Can someone explain to me why this is giving me different outputs?
string may = "May";
string june = "June";
string july = "July";
Console.WriteLine(may?.Length ?? 0 + june?.Length ?? 0 + july?.Length ?? 0) ;
Console.WriteLine(may == null ? 0 : may.Length + june == null ? 0 : june.Length + july == null ? 0 : july.Length) ;
Console.WriteLine( (may == null ? 0 : may.Length) + (june == null ? 0 : june.Length) + (july == null ? 0 : july.Length)) ;
I have stepped through it and in my head I just can't figure out what the hell is going on.

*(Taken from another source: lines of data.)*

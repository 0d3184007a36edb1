//! In-memory storage backend
//!
//! Default storage implementation using in-memory maps keyed by resource
//! name. Suitable for development and tests. Data is lost on restart.
//! Filters are accepted but not evaluated.

use std::collections::BTreeMap;

use async_trait::async_trait;
use tokio::sync::RwLock;
use tracing::debug;
use uuid::Uuid;

use super::{GrafeasStorage, Page, ProjectStorage, StorageError, StorageResult, paginate};
use crate::api::names;
use crate::server::proto::{Note, Occurrence, Project};

/// In-memory store implementing every storage capability.
#[derive(Debug, Default)]
pub struct MemStore {
    projects: RwLock<BTreeMap<String, Project>>,
    notes: RwLock<BTreeMap<String, Note>>,
    occurrences: RwLock<BTreeMap<String, Occurrence>>,
}

impl MemStore {
    /// Create a new, empty in-memory store
    pub fn new() -> Self {
        Self::default()
    }
}

/// Items of `map` whose key lives under `prefix`, in name order.
fn under_prefix<T: Clone>(map: &BTreeMap<String, T>, prefix: &str) -> Vec<T> {
    map.range(prefix.to_string()..)
        .take_while(|(name, _)| name.starts_with(prefix))
        .map(|(_, item)| item.clone())
        .collect()
}

#[async_trait]
impl GrafeasStorage for MemStore {
    // =========================================================================
    // Occurrences
    // =========================================================================

    async fn get_occurrence(
        &self,
        project_id: &str,
        occurrence_id: &str,
    ) -> StorageResult<Occurrence> {
        let name = names::occurrence(project_id, occurrence_id);
        let occurrences = self.occurrences.read().await;
        occurrences
            .get(&name)
            .cloned()
            .ok_or(StorageError::NotFound(name))
    }

    async fn list_occurrences(
        &self,
        project_id: &str,
        _filter: &str,
        page_size: i32,
        page_token: &str,
    ) -> StorageResult<Page<Occurrence>> {
        let prefix = names::occurrence(project_id, "");
        let items = under_prefix(&*self.occurrences.read().await, &prefix);
        paginate(items, page_size, page_token)
    }

    async fn create_occurrence(
        &self,
        project_id: &str,
        mut occurrence: Occurrence,
    ) -> StorageResult<Occurrence> {
        let name = names::occurrence(project_id, &Uuid::new_v4().to_string());
        occurrence.name = name.clone();

        let mut occurrences = self.occurrences.write().await;
        if occurrences.contains_key(&name) {
            return Err(StorageError::AlreadyExists(name));
        }
        debug!(%name, note = %occurrence.note_name, "creating occurrence");
        occurrences.insert(name, occurrence.clone());
        Ok(occurrence)
    }

    async fn update_occurrence(
        &self,
        project_id: &str,
        occurrence_id: &str,
        mut occurrence: Occurrence,
    ) -> StorageResult<Occurrence> {
        let name = names::occurrence(project_id, occurrence_id);
        let mut occurrences = self.occurrences.write().await;
        let Some(existing) = occurrences.get_mut(&name) else {
            return Err(StorageError::NotFound(name));
        };
        occurrence.name = name;
        *existing = occurrence.clone();
        Ok(occurrence)
    }

    async fn delete_occurrence(&self, project_id: &str, occurrence_id: &str) -> StorageResult<()> {
        let name = names::occurrence(project_id, occurrence_id);
        match self.occurrences.write().await.remove(&name) {
            Some(_) => Ok(()),
            None => Err(StorageError::NotFound(name)),
        }
    }

    async fn get_occurrence_note(
        &self,
        project_id: &str,
        occurrence_id: &str,
    ) -> StorageResult<Note> {
        let occurrence = self.get_occurrence(project_id, occurrence_id).await?;
        let (note_project, note_id) = names::parse_note(&occurrence.note_name)
            .map_err(|e| StorageError::Internal(e.to_string()))?;
        self.get_note(note_project, note_id).await
    }

    // =========================================================================
    // Notes
    // =========================================================================

    async fn get_note(&self, project_id: &str, note_id: &str) -> StorageResult<Note> {
        let name = names::note(project_id, note_id);
        let notes = self.notes.read().await;
        notes.get(&name).cloned().ok_or(StorageError::NotFound(name))
    }

    async fn list_notes(
        &self,
        project_id: &str,
        _filter: &str,
        page_size: i32,
        page_token: &str,
    ) -> StorageResult<Page<Note>> {
        let prefix = names::note(project_id, "");
        let items = under_prefix(&*self.notes.read().await, &prefix);
        paginate(items, page_size, page_token)
    }

    async fn create_note(
        &self,
        project_id: &str,
        note_id: &str,
        mut note: Note,
    ) -> StorageResult<Note> {
        let name = names::note(project_id, note_id);
        note.name = name.clone();

        let mut notes = self.notes.write().await;
        if notes.contains_key(&name) {
            return Err(StorageError::AlreadyExists(name));
        }
        debug!(%name, "creating note");
        notes.insert(name, note.clone());
        Ok(note)
    }

    async fn update_note(
        &self,
        project_id: &str,
        note_id: &str,
        mut note: Note,
    ) -> StorageResult<Note> {
        let name = names::note(project_id, note_id);
        let mut notes = self.notes.write().await;
        let Some(existing) = notes.get_mut(&name) else {
            return Err(StorageError::NotFound(name));
        };
        note.name = name;
        *existing = note.clone();
        Ok(note)
    }

    async fn delete_note(&self, project_id: &str, note_id: &str) -> StorageResult<()> {
        let name = names::note(project_id, note_id);
        match self.notes.write().await.remove(&name) {
            Some(_) => Ok(()),
            None => Err(StorageError::NotFound(name)),
        }
    }

    async fn list_note_occurrences(
        &self,
        project_id: &str,
        note_id: &str,
        _filter: &str,
        page_size: i32,
        page_token: &str,
    ) -> StorageResult<Page<Occurrence>> {
        let note_name = self.get_note(project_id, note_id).await?.name;
        let items: Vec<Occurrence> = self
            .occurrences
            .read()
            .await
            .values()
            .filter(|o| o.note_name == note_name)
            .cloned()
            .collect();
        paginate(items, page_size, page_token)
    }
}

#[async_trait]
impl ProjectStorage for MemStore {
    async fn create_project(&self, project_id: &str) -> StorageResult<Project> {
        let name = names::project(project_id);
        let mut projects = self.projects.write().await;
        if projects.contains_key(&name) {
            return Err(StorageError::AlreadyExists(name));
        }
        debug!(%name, "creating project");
        let project = Project { name: name.clone() };
        projects.insert(name, project.clone());
        Ok(project)
    }

    async fn get_project(&self, project_id: &str) -> StorageResult<Project> {
        let name = names::project(project_id);
        let projects = self.projects.read().await;
        projects.get(&name).cloned().ok_or(StorageError::NotFound(name))
    }

    async fn list_projects(
        &self,
        _filter: &str,
        page_size: i32,
        page_token: &str,
    ) -> StorageResult<Page<Project>> {
        let items: Vec<Project> = self.projects.read().await.values().cloned().collect();
        paginate(items, page_size, page_token)
    }

    async fn delete_project(&self, project_id: &str) -> StorageResult<()> {
        let name = names::project(project_id);
        match self.projects.write().await.remove(&name) {
            Some(_) => Ok(()),
            None => Err(StorageError::NotFound(name)),
        }
    }
}

#[cfg(test)]
mod tests {
    use super::*;
    use crate::server::proto::NoteKind;

    fn vuln_note() -> Note {
        Note {
            short_description: "CVE-2024-0001".to_string(),
            kind: NoteKind::Vulnerability as i32,
            ..Default::default()
        }
    }

    #[tokio::test]
    async fn project_lifecycle() {
        let store = MemStore::new();
        let project = store.create_project("demo").await.unwrap();
        assert_eq!(project.name, "projects/demo");

        let dup = store.create_project("demo").await.unwrap_err();
        assert_eq!(dup, StorageError::AlreadyExists("projects/demo".into()));

        assert_eq!(store.get_project("demo").await.unwrap(), project);
        store.delete_project("demo").await.unwrap();
        assert!(matches!(
            store.get_project("demo").await,
            Err(StorageError::NotFound(_))
        ));
    }

    #[tokio::test]
    async fn notes_are_scoped_to_their_project() {
        let store = MemStore::new();
        store.create_note("demo", "cve-1", vuln_note()).await.unwrap();
        store.create_note("demo", "cve-2", vuln_note()).await.unwrap();
        store.create_note("demo-2", "cve-1", vuln_note()).await.unwrap();

        let page = store.list_notes("demo", "", 0, "").await.unwrap();
        let names: Vec<_> = page.items.iter().map(|n| n.name.as_str()).collect();
        assert_eq!(
            names,
            vec!["projects/demo/notes/cve-1", "projects/demo/notes/cve-2"]
        );
    }

    #[tokio::test]
    async fn occurrence_gets_generated_name_and_links_to_note() {
        let store = MemStore::new();
        let note = store.create_note("demo", "cve-1", vuln_note()).await.unwrap();

        let occurrence = store
            .create_occurrence(
                "demo",
                Occurrence {
                    note_name: note.name.clone(),
                    kind: NoteKind::Vulnerability as i32,
                    ..Default::default()
                },
            )
            .await
            .unwrap();
        let (project_id, occurrence_id) = names::parse_occurrence(&occurrence.name).unwrap();
        assert_eq!(project_id, "demo");

        let linked = store
            .get_occurrence_note(project_id, occurrence_id)
            .await
            .unwrap();
        assert_eq!(linked, note);

        let page = store
            .list_note_occurrences("demo", "cve-1", "", 0, "")
            .await
            .unwrap();
        assert_eq!(page.items, vec![occurrence]);
    }

    #[tokio::test]
    async fn batch_create_reports_partial_failures() {
        let store = MemStore::new();
        store.create_note("demo", "cve-1", vuln_note()).await.unwrap();

        let notes = [("cve-1", vuln_note()), ("cve-2", vuln_note())]
            .into_iter()
            .map(|(id, n)| (id.to_string(), n))
            .collect();
        let (created, errors) = store.batch_create_notes("demo", notes).await;
        assert_eq!(created.len(), 1);
        assert_eq!(errors.len(), 1);
    }

    #[tokio::test]
    async fn update_missing_note_is_not_found() {
        let store = MemStore::new();
        let err = store
            .update_note("demo", "missing", vuln_note())
            .await
            .unwrap_err();
        assert!(matches!(err, StorageError::NotFound(_)));
    }
}
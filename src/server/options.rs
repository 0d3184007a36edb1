//! Dial and server options derived from the TLS configuration.
//!
//! The gateway dials back into the listener with [`DialOptions`]; the RPC
//! server carries [`ServerOptions`], whose credentials terminate TLS on every
//! accepted connection. Both are pure derivations of
//! `Option<&TlsMaterial>` and cannot fail.

use std::fmt;

use tokio_rustls::TlsAcceptor;
use tonic::transport::{Certificate, ClientTlsConfig, Identity};

use super::tls::TlsMaterial;

/// How the gateway connects to the RPC server.
#[derive(Debug, Clone)]
pub enum DialOptions {
    /// Plaintext HTTP/2 with prior knowledge.
    Insecure,
    /// Mutual TLS: trusts the configured CA and presents the server's own
    /// identity as the client certificate.
    Credentials(ClientTlsConfig),
}

impl DialOptions {
    pub fn from_tls(tls: Option<&TlsMaterial>) -> Self {
        let Some(tls) = tls else {
            return DialOptions::Insecure;
        };

        let mut config = ClientTlsConfig::new()
            .ca_certificate(Certificate::from_pem(tls.ca_pem()))
            .identity(Identity::from_pem(tls.cert_pem(), tls.key_pem()));
        if !tls.server_name().is_empty() {
            config = config.domain_name(tls.server_name());
        }
        DialOptions::Credentials(config)
    }

    pub fn is_secure(&self) -> bool {
        matches!(self, DialOptions::Credentials(_))
    }

    /// URI scheme matching the transport.
    pub fn scheme(&self) -> &'static str {
        if self.is_secure() { "https" } else { "http" }
    }
}

/// Transport credentials of the RPC server.
#[derive(Clone)]
pub enum ServerOptions {
    Insecure,
    Credentials(TlsAcceptor),
}

impl ServerOptions {
    pub fn from_tls(tls: Option<&TlsMaterial>) -> Self {
        match tls {
            Some(tls) => ServerOptions::Credentials(TlsAcceptor::from(tls.server_config())),
            None => ServerOptions::Insecure,
        }
    }

    /// Acceptor that terminates TLS on accepted connections, if any.
    pub fn acceptor(&self) -> Option<&TlsAcceptor> {
        match self {
            ServerOptions::Credentials(acceptor) => Some(acceptor),
            ServerOptions::Insecure => None,
        }
    }
}

impl fmt::Debug for ServerOptions {
    fn fmt(&self, f: &mut fmt::Formatter<'_>) -> fmt::Result {
        match self {
            ServerOptions::Insecure => f.write_str("Insecure"),
            ServerOptions::Credentials(_) => f.write_str("Credentials(..)"),
        }
    }
}

#[cfg(test)]
mod tests {
    use super::*;

    #[test]
    fn no_tls_yields_insecure_options() {
        let dial = DialOptions::from_tls(None);
        assert!(!dial.is_secure());
        assert_eq!(dial.scheme(), "http");

        let server = ServerOptions::from_tls(None);
        assert!(server.acceptor().is_none());
        assert_eq!(format!("{server:?}"), "Insecure");
    }
}
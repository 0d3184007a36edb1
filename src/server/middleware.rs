//! HTTP middleware wrapped around the dispatcher.
//!
//! Two concerns live here. Connections are served by hyper-util's automatic
//! builder, which speaks HTTP/1.1 and cleartext HTTP/2 (prior knowledge) on
//! the same socket. Every request then passes an origin allow-list before
//! reaching the dispatcher.

use std::sync::Arc;

use http::header::{ACCEPT, CONTENT_TYPE, HeaderName, ORIGIN};
use http::{HeaderValue, Method};
use hyper_util::rt::TokioExecutor;
use hyper_util::server::conn::auto;
use tower::Layer;
use tower_http::cors::{AllowOrigin, Cors, CorsLayer};

use super::dispatch::Dispatcher;

/// The complete per-request service handed to each connection.
pub type HttpService = Cors<Dispatcher>;

/// Origins allowed to make cross-origin requests.
///
/// Entries are matched case-insensitively. `*` allows any origin, and an
/// entry with a single `*` (for example `https://*.example.com`) matches any
/// origin with that prefix and suffix. An empty list allows none.
#[derive(Debug, Clone, Default)]
pub struct OriginPolicy {
    any: bool,
    exact: Vec<String>,
    wildcards: Vec<(String, String)>,
}

impl OriginPolicy {
    pub fn new<I, T>(origins: I) -> Self
    where
        I: IntoIterator<Item = T>,
        T: AsRef<str>,
    {
        let mut policy = Self::default();
        for origin in origins {
            let origin = origin.as_ref().trim().to_ascii_lowercase();
            if origin.is_empty() {
                continue;
            }
            if origin == "*" {
                policy.any = true;
            } else if let Some((prefix, suffix)) = origin.split_once('*') {
                policy
                    .wildcards
                    .push((prefix.to_string(), suffix.to_string()));
            } else {
                policy.exact.push(origin);
            }
        }
        policy
    }

    /// Whether no origin at all is allowed.
    pub fn is_empty(&self) -> bool {
        !self.any && self.exact.is_empty() && self.wildcards.is_empty()
    }

    pub fn allows(&self, origin: &str) -> bool {
        if self.any {
            return true;
        }
        let origin = origin.to_ascii_lowercase();
        self.exact.iter().any(|allowed| *allowed == origin)
            || self.wildcards.iter().any(|(prefix, suffix)| {
                origin.len() >= prefix.len() + suffix.len()
                    && origin.starts_with(prefix.as_str())
                    && origin.ends_with(suffix.as_str())
            })
    }
}

/// CORS layer enforcing `policy`. Disallowed origins get no CORS headers.
///
/// Every method the gateway routes is allowed, so browsers can update and
/// delete as well as read and create.
pub fn cors_layer(policy: OriginPolicy) -> CorsLayer {
    let policy = Arc::new(policy);
    CorsLayer::new()
        .allow_origin(AllowOrigin::predicate(
            move |origin: &HeaderValue, _parts: &http::request::Parts| {
                origin.to_str().is_ok_and(|origin| policy.allows(origin))
            },
        ))
        .allow_methods([
            Method::GET,
            Method::POST,
            Method::PATCH,
            Method::DELETE,
            Method::HEAD,
        ])
        .allow_headers([
            ORIGIN,
            ACCEPT,
            CONTENT_TYPE,
            HeaderName::from_static("x-requested-with"),
        ])
}

/// Wrap the dispatcher in the middleware chain.
pub fn wrap(dispatcher: Dispatcher, policy: OriginPolicy) -> HttpService {
    cors_layer(policy).layer(dispatcher)
}

/// Connection server accepting HTTP/1.1 and HTTP/2 without TLS.
pub fn connection_builder() -> auto::Builder<TokioExecutor> {
    auto::Builder::new(TokioExecutor::new())
}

What's the sequence of evaluation here?
I would expect the string null coalescing logic or ternary logic to be like so (which works btw!):
int tempRes = 0;
tempRes+=may == null ? 0 : may.Length;
tempRes+=june == null ? 0 : june.Length;
tempRes+=july == null ? 0 : july.Length;
Console.WriteLine(tempRes);
It's not so much sequence of evaluation as it is operator precedence.
may?.Length ?? 0 + june?.Length ?? 0 + july?.Length ?? 0
This means:
may?.Length ?? (0 + june?.Length) ?? (0 + july?.Length) ?? 0
which is clearly not what you want. What you want can be expressed as
(may?.Length ?? 0) + (june?.Length ?? 0) + (july?.Length ?? 0)
Likewise,
may == null ? 0 : may.Length + june == null ? 0 : june.Length + july == null ? 0 : july.Length
means
may == null ? 0 : ((may.Length + june) == null ? 0 : ((june.Length + july) == null ? 0 : july.Length))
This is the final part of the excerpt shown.